28 February, 2002

China Cracks Down on its
Online Heroin Joints

l a u r a m c c a n d l i s h

As the unofficial "China correspondent" for Libertas, I'll shift my focus east on this emerging issue surrounding the crackdown of Internet cafes. Due to pervasive government control in China, the Internet offers the most attractive and democratizing option towards receiving outside news, though the government obsessively monitors to strike subversive sites (and basically all global news sources). In China last fall, I maintained my sanity and outside-China Daily consciousness through an AOL-browser hooked up to my computer as well as a preferred link to sites like the New York Times, which slipped past government blockages. While technologies such as SafeWeb used to allow free surfing by disguising subversive sites as more benign addresses, SafeWeb and other sites such as Voice of America were shut down due to increased control and unmanageable costs to maintain. Despite the restrictions, Chinese continue to flock to the Internet, primarily to domestic sites, as international e-businesses really struggle to meet China's strict regulations. The tension in Chinese computer technology is aptly described by anthropologist Eriberto Lozada: "Chinese global imaginings in the world's fastest growing computer market have become saturated with images of a localized cyberculture." This localized cyberculture is particularly subjected to government policing of the Internet cafes that have flourished in China, especially outside the city hubs. Because such cafes were ineffectively monitoring content, by this summer the Chinese government had closed over 2,000 cafes, while forcing an additional 6,000 spots to suspend services until they have proven they are in line with state agencies that oversee dispersal of information and natural security. By this winter, some sources claim as many as 17,000 cafes were closed while thousands more were ordered to install surveillance software.

Like so many issues in a country of capitalist weeds for future communist crops, the Internet polarizes the Chinese government by being attractive for its economic opportunities while the breadth of sites spiral out of government control. The government is also officially concerned about hazardous effects for teenagers, as some parents claim their children don't return home from the all-night cafes for days at a time. The government could focus its energy on fostering communication between parents and children (while also perhaps tackling other crucial yet neglected issues like safer sex education!) rather than taking such drastic and censuring actions. Chinese president Jiang Zemin also demanded the government tighten laws protecting teens from brainwashing through pornographic or violent online material. The pot calls the kettle black: the Chinese government guards against the "brainwashing" of pornographic Internet sites and religious groups like Falun Gong by brainwashing towards a pure and protected Chinese state. Chinese authorities are particularly scared of web access to subversive sites countering the government's position in such black-listed battles: Falun Gong, Taiwan, Tibet, and the Muslim separatists in China's northwest--as well as all general sites advocating anti-communist notions of free speech. A number of Internet dissidents have been arrested, many of whom are Chinese academics, either for political or religious activism. The Digital Freedom Network has published a list of such individuals detained for online activity at http://dfn.org/focus/china/netattack.htm.

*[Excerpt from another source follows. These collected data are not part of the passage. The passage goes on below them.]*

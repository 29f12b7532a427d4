/// Largest absolute sample value across all buffers
pub fn peak(buffers: &[&[f32]]) -> f32 {
    buffers.iter()
        .flat_map(|buffer| buffer.iter())
        .fold(0.0f32, |max, &sample| max.max(sample.abs()))
}

/// Scales all buffers together so their common peak equals `target`.
/// Silent input is left as is.
pub fn normalize_to(buffers: &mut [&mut [f32]], target: f32) {
    let max_abs = buffers.iter()
        .flat_map(|buffer| buffer.iter())
        .fold(0.0f32, |max, &sample| max.max(sample.abs()));

    if max_abs > 0.0 {
        let gain = target / max_abs;
        for buffer in buffers.iter_mut() {
            for sample in buffer.iter_mut() {
                *sample *= gain;
            }
        }
    }
}

/// Format a time value with appropriate unit suffix (ms, s)
pub fn format_time(time_in_seconds: f64) -> String {
    if time_in_seconds >= 1.0 {
        format!("{:.2} s", time_in_seconds)
    } else {
        format!("{:.0} ms", time_in_seconds * 1000.0)
    }
}
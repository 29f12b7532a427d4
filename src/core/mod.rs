pub mod audio;
pub mod midi;
pub mod oscillator;
pub mod synth;
pub mod voice;

pub use synth::Synth;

As one analyst from the International Data Corporation noted, such restrictions have made Internet access in China the equivalent of web surfing in 1995. Networked games like Mech Warrior 3 and Age of Empires, which cost the equivalent of about 50 cents/hour to play at a cafe, have become a popular social activity for high school friends. Newer restrictions limit under eighteen-year olds to daytime hours on the weekends at the cafes, and an adult must accompany those under age fourteen--though over half of China's regular Internet users are under age 25. Using the paranoid rhetoric against institutions that promote "delusion" (like the government's fear of narcotics and organized religion), last spring a website published opinions on Communist Party leaders' fear of the effects of so-called "online heroin" on youth.

Despite restrictions, Chinese Internet cafes are thriving, especially in business and university districts, and surprisingly in smaller towns where few people can afford personal computers. Most Chinese, even in metropolitan areas, access the Web publicly, though many cafes in areas near schools have been shut down to insure control and to "protect" the youth. According to a survey by the China Internet Network Information Center last spring, just over 20 percent of the 22.5 million Internet users surf at such cafes, while there were reported to be as many as 26.5 million users by this past summer. With Bush's tour in East Asia last week, questions of democratic reforms were raised through his meeting with Jiang Zemin in Beijing (which happened to coincide with the 30th anniversary of Richard Nixon's famous visit). In their recent New York Times article, "Warming Up to China, Neglecting Democracy," Bei Ling and Andrea Huss beg for freedom of expression amidst deceiving appearances in a booming and reluctantly liberalizing China, pleading, "When will China's people be able to savor and explore the fullest meaning of that phrase, "freedom of expression?" Improving the rights, political freedom, and education of almost 1.3 billion people should be enough motivation for all to support increased freedom of speech implementation in China, but Ling and Huss further suggest that without media freedom in China, images of American democracy and power "with some spin, can easily be presented as a hateful American hegemony." Attention to censorship and control in China can also further sensitize us to our complacent assumptions that pure objectivity exists in our own free-speaking media sources.